Oblicuidad

La autopictografía de Miquel Barceló

‘De la vida mía’ es un libro más valioso si solo piensas admirarlo.

‘De la vida mía’ es un libro más valioso si solo piensas admirarlo. / DM

Matías Vallés

Matías Vallés

Miquel Barceló ataca por más flancos que la ley de amnistía. En cuanto parece que la actualidad del pintor es innecesaria una vez acreditada su dimensión histórica, emerge simultáneamente en varias geografías. Ahora mismo, en Madrid, Barcelona y el departamento francés del Loira. Esta reincidencia no solo revalida innecesariamente la condición de clásico del artista de Felanitx, o de «celebridad» por ponerlo en sus propias palabras.

Sobre todo, la pujanza antes que vigencia de Barceló demuestra por la vía de refutación que la España plástica no ha engendrado ninguna figura relevante, en el segmento de los treinta a los cincuenta años de edad. En el código de otra disciplina artística más frecuentada, el mallorquín es un Nadal sin Alcaraz. O un Sabina a solas, por remitirse a los taurófilos. Para confirmar este prejuicio antiedad, se sigue promocionando al pintor como una figura juvenil, en desarrollo.

Mientras Barceló se exhibe, los entusiastas de los placeres íntimos pueden refugiarse en la cueva De la vida mía, el libro francés con título calderoniano en castellano que aspira a ser la autopictografía del genio. Antes de degustar el volumen, sacúdanse la prosa pastosa y apestosa por ditirámbica que engendra el pintor. Las dentaduras periodísticas más afiladas se despueblan serviles, como si aguardaran una recompensa en especies. Si a estas alturas me permiten una confidencia, el homenajeado no necesita los halagos de los palanganeros, ni los aprecia. Para comprobarlo, lean a Hervé Guibert sobre Barceló, o al otro Miquel Barceló medievalista sobre el actual depositario del título.

‘De la vida mía’ es un libro más valioso si solo piensas admirarlo.
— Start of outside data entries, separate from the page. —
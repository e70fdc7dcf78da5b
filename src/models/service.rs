use serde::{Deserialize, Serialize};

use crate::models::booking::Booking;
use crate::models::geo::StopLocation;

#[derive(Debug, Clone, Copy, Serialize, Deserialize, PartialEq, Eq)]
#[serde(rename_all = "snake_case")]
pub enum ServiceStatus {
    Open,
    Full,
    Picking,
    #[serde(alias = "inTransit")]
    InTransit,
    #[serde(alias = "Dropping")]
    Dropping,
    #[serde(alias = "Completed")]
    Completed,
}

#[derive(Debug, Clone, Serialize, Deserialize, PartialEq)]
pub struct ServiceRecord {
    pub service_id: String,
    #[serde(default, alias = "vehicle_description")]
    pub vehicle_plate: Option<String>,
    #[serde(default)]
    pub farmer_locations: Vec<StopLocation>,
    #[serde(default)]
    pub buyer_locations: Vec<StopLocation>,
    pub status: ServiceStatus,
}

#[derive(Debug, Clone, Deserialize)]
pub struct ServiceHeader {
    pub service_id: String,
    #[serde(default, alias = "vehicle_description")]
    pub vehicle_plate: Option<String>,
    pub status: ServiceStatus,
}

/// Body returned by both `get_picking_routes_info` and `get_transit_routes_info`.
#[derive(Debug, Clone, Deserialize)]
pub struct RouteInfo {
    pub service: Option<ServiceHeader>,
    #[serde(default)]
    pub bookings: Vec<Booking>,
    #[serde(default)]
    pub farmers_locations: Vec<StopLocation>,
    #[serde(default)]
    pub buyers_locations: Vec<StopLocation>,
}

/// An active service together with its bookings, as adopted into a session.
#[derive(Debug, Clone, PartialEq)]
pub struct ActiveRoute {
    pub service: ServiceRecord,
    pub bookings: Vec<Booking>,
}

impl RouteInfo {
    /// `None` when the payload carries no service, which the backend uses
    /// as an alternative to a 404.
    pub fn into_active_route(self) -> Option<ActiveRoute> {
        let header = self.service?;
        Some(ActiveRoute {
            service: ServiceRecord {
                service_id: header.service_id,
                vehicle_plate: header.vehicle_plate,
                farmer_locations: self.farmers_locations,
                buyer_locations: self.buyers_locations,
                status: header.status,
            },
            bookings: self.bookings,
        })
    }
}

#[derive(Debug, Clone, Serialize)]
pub struct ServiceStatusUpdate {
    pub service_id: String,
    pub status: ServiceStatus,
    pub transporter_user_id: String,
}

#[derive(Debug, Clone, Serialize)]
pub struct BookingStatusUpdate {
    pub service_id: String,
    #[serde(skip_serializing_if = "Option::is_none")]
    pub farmers_user_id: Option<String>,
    #[serde(skip_serializing_if = "Option::is_none")]
    pub buyers_user_id: Option<String>,
    pub status: crate::models::booking::BookingStatus,
}
pub mod api;
pub mod client;
pub mod config;
pub mod engine;
pub mod error;
pub mod geo;
pub mod location;
pub mod models;
pub mod observability;
pub mod state;
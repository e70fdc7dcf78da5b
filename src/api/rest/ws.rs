use axum::extract::ws::{Message, WebSocket, WebSocketUpgrade};
use axum::extract::State;
use axum::response::IntoResponse;
use futures::SinkExt;
use futures::StreamExt;
use tokio_stream::wrappers::BroadcastStream;
use tracing::{info, warn};

use crate::api::rest::SharedController;

pub async fn ws_handler(
    ws: WebSocketUpgrade,
    State(controller): State<SharedController>,
) -> impl IntoResponse {
    ws.on_upgrade(|socket| handle_socket(socket, controller))
}

async fn handle_socket(socket: WebSocket, controller: SharedController) {
    let (mut sender, mut receiver) = socket.split();
    let events = BroadcastStream::new(controller.state().events_tx.subscribe());

    info!("ui client connected");

    let snapshot = controller.state().snapshot_events().await;

    let send_task = tokio::spawn(async move {
        let snapshot = futures::stream::iter(snapshot.into_iter().map(Ok));
        let mut events = snapshot.chain(events);

        while let Some(next) = events.next().await {
            let event = match next {
                Ok(event) => event,
                Err(err) => {
                    warn!(error = %err, "ui client lagging; events dropped");
                    continue;
                }
            };

            let json = match serde_json::to_string(&event) {
                Ok(json) => json,
                Err(err) => {
                    warn!(error = %err, "failed to serialize session event for ws");
                    continue;
                }
            };

            if sender.send(Message::Text(json)).await.is_err() {
                break;
            }
        }
    });

    let recv_task = tokio::spawn(async move {
        while let Some(Ok(_msg)) = receiver.next().await {}
    });

    tokio::select! {
        _ = send_task => {},
        _ = recv_task => {},
    }

    info!("ui client disconnected");
}
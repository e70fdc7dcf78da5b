pub mod controller;
pub mod decision;
pub mod events;
pub mod poller;
pub mod reducer;

#[cfg(test)]
pub(crate) mod testing;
‘De la vida mía’ es un libro más valioso si solo piensas admirarlo. / DM

Vamos entonces con el libro. Barceló tiene miedo a escribir, un pánico que le obliga a esconder las palabras bajo los grafismos. Le sobran las ideas demoledoras, pero no puede exponerlas sin dañar su mercado. El estupor crítico arranca en la segunda línea de la contraportada, donde se define al autor como «peintre catalan», por mucho que la expresión errónea y que debió corregirse venga enmendada en un arrebatador «Mallorca es mi isla de nacimiento, nací de ella».

La vergonzosa apropiación cultural catalana del artista se remonta a equívocos como la exposición Barceló Barcelona. Este ansia asimiladora denuncia la falta de talentos propios, el independentismo es un movimiento artístico más cutre si cabe que el españolismo. Barceló es mallorquín, porque denuncia el «desastre» de la isla en su autopictografía. «El Mediterráneo ha sido destruido».

Barceló encarna la síntesis de Juan March y de Joan Mascaró, por citar a los dos mallorquines a su altura y allá usted si desconoce al profesor de Cambridge que introdujo a los Beatles en el hinduismo. De la vida mía es un libro para admirar, donde se aprecia que tras una década de estancamiento, el genio renace imbatible en los años veinte con colores negro pandemia. En fin, es un libro tanto más valioso si no piensa leerlo, aunque también.